## Exercise goal
From the data below, set down exactly the lines between the one holding "assert_eq!(tabs.active(), 0);" and the one holding "for i in 0..ABOUT_PRESETS.len()", inclusive, and no others.

## Supplied material
________________________________________

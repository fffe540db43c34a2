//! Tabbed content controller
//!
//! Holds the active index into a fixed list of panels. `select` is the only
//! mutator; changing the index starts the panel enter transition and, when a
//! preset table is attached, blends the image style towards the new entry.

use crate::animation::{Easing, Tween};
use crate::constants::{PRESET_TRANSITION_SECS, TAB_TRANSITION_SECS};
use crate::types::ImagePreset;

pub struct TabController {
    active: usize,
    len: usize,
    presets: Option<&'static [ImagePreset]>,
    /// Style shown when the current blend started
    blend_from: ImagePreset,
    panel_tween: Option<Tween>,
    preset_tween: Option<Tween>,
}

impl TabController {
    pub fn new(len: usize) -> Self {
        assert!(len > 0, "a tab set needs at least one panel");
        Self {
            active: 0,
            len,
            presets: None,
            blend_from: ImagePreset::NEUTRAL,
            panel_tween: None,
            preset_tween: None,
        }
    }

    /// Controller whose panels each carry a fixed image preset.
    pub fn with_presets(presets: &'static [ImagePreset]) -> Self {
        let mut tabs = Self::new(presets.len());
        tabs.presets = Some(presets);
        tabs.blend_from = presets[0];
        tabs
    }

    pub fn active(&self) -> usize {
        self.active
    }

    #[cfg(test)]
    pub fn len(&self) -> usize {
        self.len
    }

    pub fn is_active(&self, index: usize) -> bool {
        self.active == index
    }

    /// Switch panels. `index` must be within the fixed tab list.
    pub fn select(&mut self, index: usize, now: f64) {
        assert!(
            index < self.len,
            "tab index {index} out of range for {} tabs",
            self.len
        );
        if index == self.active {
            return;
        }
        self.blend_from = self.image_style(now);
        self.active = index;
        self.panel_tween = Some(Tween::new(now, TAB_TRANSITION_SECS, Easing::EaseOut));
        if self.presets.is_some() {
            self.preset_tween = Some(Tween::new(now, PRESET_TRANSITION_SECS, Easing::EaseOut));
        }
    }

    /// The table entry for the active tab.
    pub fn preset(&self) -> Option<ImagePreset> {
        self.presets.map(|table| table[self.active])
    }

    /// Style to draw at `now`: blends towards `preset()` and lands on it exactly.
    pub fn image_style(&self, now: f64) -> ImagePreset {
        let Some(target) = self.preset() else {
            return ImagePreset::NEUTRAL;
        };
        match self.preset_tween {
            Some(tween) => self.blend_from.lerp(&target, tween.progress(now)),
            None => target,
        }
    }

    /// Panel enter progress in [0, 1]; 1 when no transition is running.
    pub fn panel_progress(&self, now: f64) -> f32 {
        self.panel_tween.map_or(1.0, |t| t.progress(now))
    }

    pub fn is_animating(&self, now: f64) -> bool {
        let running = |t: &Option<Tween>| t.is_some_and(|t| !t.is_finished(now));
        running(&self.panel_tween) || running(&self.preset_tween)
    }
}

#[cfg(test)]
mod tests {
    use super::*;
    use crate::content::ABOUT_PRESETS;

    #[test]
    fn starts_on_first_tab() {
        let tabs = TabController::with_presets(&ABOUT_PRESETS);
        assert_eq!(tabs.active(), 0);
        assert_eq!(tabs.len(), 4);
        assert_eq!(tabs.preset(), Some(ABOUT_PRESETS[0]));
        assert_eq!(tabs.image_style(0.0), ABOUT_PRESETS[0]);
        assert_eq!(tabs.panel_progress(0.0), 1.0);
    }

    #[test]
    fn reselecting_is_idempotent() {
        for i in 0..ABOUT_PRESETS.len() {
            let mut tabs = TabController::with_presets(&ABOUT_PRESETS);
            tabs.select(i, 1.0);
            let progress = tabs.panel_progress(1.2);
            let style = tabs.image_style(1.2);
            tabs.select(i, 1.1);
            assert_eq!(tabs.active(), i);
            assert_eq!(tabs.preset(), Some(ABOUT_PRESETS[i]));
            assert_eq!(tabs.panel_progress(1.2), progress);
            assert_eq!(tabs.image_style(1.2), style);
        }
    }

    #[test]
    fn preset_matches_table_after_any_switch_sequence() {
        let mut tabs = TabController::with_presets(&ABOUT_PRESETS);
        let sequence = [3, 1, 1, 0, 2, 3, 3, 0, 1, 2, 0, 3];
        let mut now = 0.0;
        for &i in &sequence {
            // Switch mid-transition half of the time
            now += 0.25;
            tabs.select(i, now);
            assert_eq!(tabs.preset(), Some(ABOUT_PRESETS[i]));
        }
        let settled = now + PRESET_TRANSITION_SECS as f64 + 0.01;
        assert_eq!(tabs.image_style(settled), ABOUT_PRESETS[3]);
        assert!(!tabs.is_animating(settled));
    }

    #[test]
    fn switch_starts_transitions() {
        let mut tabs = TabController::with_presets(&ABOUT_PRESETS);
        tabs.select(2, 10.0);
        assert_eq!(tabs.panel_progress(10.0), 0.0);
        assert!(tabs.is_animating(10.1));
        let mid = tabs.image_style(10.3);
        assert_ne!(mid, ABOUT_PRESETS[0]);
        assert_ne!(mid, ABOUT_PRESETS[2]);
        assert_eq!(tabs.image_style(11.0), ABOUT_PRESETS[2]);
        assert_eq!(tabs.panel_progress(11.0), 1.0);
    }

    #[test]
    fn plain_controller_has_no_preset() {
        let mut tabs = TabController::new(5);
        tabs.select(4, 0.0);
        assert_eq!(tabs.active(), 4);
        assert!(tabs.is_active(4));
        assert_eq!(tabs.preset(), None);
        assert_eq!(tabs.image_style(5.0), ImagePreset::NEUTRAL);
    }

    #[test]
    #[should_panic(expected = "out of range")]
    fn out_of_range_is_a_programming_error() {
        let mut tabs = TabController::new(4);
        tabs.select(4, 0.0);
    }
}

________________________________________

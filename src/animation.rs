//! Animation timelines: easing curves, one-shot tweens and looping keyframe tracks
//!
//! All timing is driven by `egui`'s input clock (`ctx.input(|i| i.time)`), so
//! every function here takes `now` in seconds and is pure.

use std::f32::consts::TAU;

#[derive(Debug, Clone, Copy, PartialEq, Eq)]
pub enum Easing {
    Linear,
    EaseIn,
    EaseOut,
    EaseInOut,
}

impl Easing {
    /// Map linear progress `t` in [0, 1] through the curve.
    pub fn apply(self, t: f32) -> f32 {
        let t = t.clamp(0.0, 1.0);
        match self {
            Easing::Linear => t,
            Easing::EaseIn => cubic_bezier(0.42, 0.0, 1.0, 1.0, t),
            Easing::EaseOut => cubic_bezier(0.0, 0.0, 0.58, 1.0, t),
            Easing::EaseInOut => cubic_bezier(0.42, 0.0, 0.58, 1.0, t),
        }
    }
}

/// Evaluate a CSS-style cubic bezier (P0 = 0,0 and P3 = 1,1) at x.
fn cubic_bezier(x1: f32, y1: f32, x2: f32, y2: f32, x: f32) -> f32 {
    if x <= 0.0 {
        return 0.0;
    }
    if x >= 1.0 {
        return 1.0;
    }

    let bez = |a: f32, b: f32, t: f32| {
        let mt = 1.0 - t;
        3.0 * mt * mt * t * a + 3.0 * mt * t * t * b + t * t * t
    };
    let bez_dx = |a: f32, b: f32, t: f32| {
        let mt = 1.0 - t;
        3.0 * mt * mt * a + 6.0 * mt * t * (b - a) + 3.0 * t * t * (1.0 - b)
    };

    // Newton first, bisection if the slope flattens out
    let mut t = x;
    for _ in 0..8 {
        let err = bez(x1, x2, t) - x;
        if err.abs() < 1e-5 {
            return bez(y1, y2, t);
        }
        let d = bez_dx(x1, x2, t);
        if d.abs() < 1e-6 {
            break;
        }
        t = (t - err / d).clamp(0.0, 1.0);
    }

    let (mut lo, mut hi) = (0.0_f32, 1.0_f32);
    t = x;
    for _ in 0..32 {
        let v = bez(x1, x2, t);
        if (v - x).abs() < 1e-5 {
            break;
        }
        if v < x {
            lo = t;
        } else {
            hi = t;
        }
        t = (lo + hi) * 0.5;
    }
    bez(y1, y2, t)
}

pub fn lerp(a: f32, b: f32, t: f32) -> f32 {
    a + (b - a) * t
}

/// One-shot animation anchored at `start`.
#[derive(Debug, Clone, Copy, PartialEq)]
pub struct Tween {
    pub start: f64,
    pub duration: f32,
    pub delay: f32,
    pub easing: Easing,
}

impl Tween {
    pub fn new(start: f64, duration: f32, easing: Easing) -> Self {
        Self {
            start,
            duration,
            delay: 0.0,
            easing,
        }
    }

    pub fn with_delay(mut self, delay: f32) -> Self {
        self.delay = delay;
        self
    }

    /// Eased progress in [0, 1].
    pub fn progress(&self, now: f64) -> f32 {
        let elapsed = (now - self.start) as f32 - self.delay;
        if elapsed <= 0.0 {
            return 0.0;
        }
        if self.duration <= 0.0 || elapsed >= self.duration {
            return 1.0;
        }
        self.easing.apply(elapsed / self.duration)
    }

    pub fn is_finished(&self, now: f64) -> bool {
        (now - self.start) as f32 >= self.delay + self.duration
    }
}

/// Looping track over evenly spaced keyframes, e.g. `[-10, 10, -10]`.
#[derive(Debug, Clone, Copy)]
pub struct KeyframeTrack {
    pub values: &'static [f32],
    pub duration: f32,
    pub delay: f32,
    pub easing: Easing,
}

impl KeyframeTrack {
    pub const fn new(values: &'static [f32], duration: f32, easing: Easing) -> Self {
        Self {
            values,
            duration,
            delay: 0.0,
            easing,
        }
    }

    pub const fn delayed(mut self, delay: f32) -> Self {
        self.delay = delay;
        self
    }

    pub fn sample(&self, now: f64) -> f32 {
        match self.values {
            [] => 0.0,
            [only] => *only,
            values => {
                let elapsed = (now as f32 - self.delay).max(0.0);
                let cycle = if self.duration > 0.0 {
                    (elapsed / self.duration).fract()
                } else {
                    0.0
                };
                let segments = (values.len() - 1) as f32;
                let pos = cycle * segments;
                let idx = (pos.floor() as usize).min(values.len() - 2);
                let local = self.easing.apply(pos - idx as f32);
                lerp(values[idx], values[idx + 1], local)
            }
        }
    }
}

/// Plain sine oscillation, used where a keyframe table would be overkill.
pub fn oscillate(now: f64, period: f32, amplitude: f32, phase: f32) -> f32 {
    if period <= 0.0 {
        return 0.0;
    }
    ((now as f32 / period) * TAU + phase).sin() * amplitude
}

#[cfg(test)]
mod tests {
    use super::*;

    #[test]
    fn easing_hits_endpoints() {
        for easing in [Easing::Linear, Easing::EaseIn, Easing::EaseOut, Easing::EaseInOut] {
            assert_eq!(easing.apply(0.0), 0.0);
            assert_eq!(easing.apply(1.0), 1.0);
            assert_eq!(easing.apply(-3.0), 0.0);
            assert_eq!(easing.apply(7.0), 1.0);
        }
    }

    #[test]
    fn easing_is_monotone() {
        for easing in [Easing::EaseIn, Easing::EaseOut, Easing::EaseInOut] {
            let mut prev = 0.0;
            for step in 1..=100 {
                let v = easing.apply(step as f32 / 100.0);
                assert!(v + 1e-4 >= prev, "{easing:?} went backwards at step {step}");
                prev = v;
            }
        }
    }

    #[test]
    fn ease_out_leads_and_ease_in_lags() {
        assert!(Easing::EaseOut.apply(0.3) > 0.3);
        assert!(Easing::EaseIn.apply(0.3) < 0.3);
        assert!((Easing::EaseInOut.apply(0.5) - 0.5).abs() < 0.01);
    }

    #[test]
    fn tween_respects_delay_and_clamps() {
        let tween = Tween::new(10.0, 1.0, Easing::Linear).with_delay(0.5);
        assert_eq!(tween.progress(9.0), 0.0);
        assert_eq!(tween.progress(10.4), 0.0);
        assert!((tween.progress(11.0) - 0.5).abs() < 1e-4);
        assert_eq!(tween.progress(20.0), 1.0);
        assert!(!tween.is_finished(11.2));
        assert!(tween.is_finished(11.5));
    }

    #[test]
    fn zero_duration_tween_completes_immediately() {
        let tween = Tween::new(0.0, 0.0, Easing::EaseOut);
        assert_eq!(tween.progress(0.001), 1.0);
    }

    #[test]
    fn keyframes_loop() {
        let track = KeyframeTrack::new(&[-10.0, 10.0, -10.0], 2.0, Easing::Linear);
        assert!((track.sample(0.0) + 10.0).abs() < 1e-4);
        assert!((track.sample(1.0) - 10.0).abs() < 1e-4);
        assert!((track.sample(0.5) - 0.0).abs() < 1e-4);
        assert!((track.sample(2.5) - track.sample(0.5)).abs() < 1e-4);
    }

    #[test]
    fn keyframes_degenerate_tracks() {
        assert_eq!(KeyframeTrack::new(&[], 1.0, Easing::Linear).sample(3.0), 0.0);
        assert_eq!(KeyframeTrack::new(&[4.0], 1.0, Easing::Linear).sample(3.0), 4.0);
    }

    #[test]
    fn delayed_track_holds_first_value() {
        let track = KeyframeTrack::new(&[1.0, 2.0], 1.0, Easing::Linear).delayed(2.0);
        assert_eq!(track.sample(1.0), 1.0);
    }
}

________________________________________

## Written response
        assert_eq!(tabs.active(), 0);
        assert_eq!(tabs.len(), 4);
        assert_eq!(tabs.preset(), Some(ABOUT_PRESETS[0]));
        assert_eq!(tabs.image_style(0.0), ABOUT_PRESETS[0]);
        assert_eq!(tabs.panel_progress(0.0), 1.0);
    }

    #[test]
    fn reselecting_is_idempotent() {
        for i in 0..ABOUT_PRESETS.len() {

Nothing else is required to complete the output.